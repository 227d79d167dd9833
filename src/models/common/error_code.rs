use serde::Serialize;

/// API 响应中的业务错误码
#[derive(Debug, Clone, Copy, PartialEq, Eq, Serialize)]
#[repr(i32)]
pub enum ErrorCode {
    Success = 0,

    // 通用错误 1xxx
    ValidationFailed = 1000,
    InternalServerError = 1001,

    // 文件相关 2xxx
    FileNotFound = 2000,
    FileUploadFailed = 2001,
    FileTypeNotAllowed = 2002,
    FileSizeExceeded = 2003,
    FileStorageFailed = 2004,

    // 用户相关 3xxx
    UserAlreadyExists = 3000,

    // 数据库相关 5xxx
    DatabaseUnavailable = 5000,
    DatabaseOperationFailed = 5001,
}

__________

— Goal of the exercise —
Transcribe the material above. Change nothing in it.

— Your response —
repository 227d79d167dd9833
filename src/models/common/error_code.rs
use serde::Serialize;

/// API 响应中的业务错误码
#[derive(Debug, Clone, Copy, PartialEq, Eq, Serialize)]
#[repr(i32)]
pub enum ErrorCode {
    Success = 0,

    // 通用错误 1xxx
    ValidationFailed = 1000,
    InternalServerError = 1001,

    // 文件相关 2xxx
    FileNotFound = 2000,
    FileUploadFailed = 2001,
    FileTypeNotAllowed = 2002,
    FileSizeExceeded = 2003,
    FileStorageFailed = 2004,

    // 用户相关 3xxx
    UserAlreadyExists = 3000,

    // 数据库相关 5xxx
    DatabaseUnavailable = 5000,
    DatabaseOperationFailed = 5001,
}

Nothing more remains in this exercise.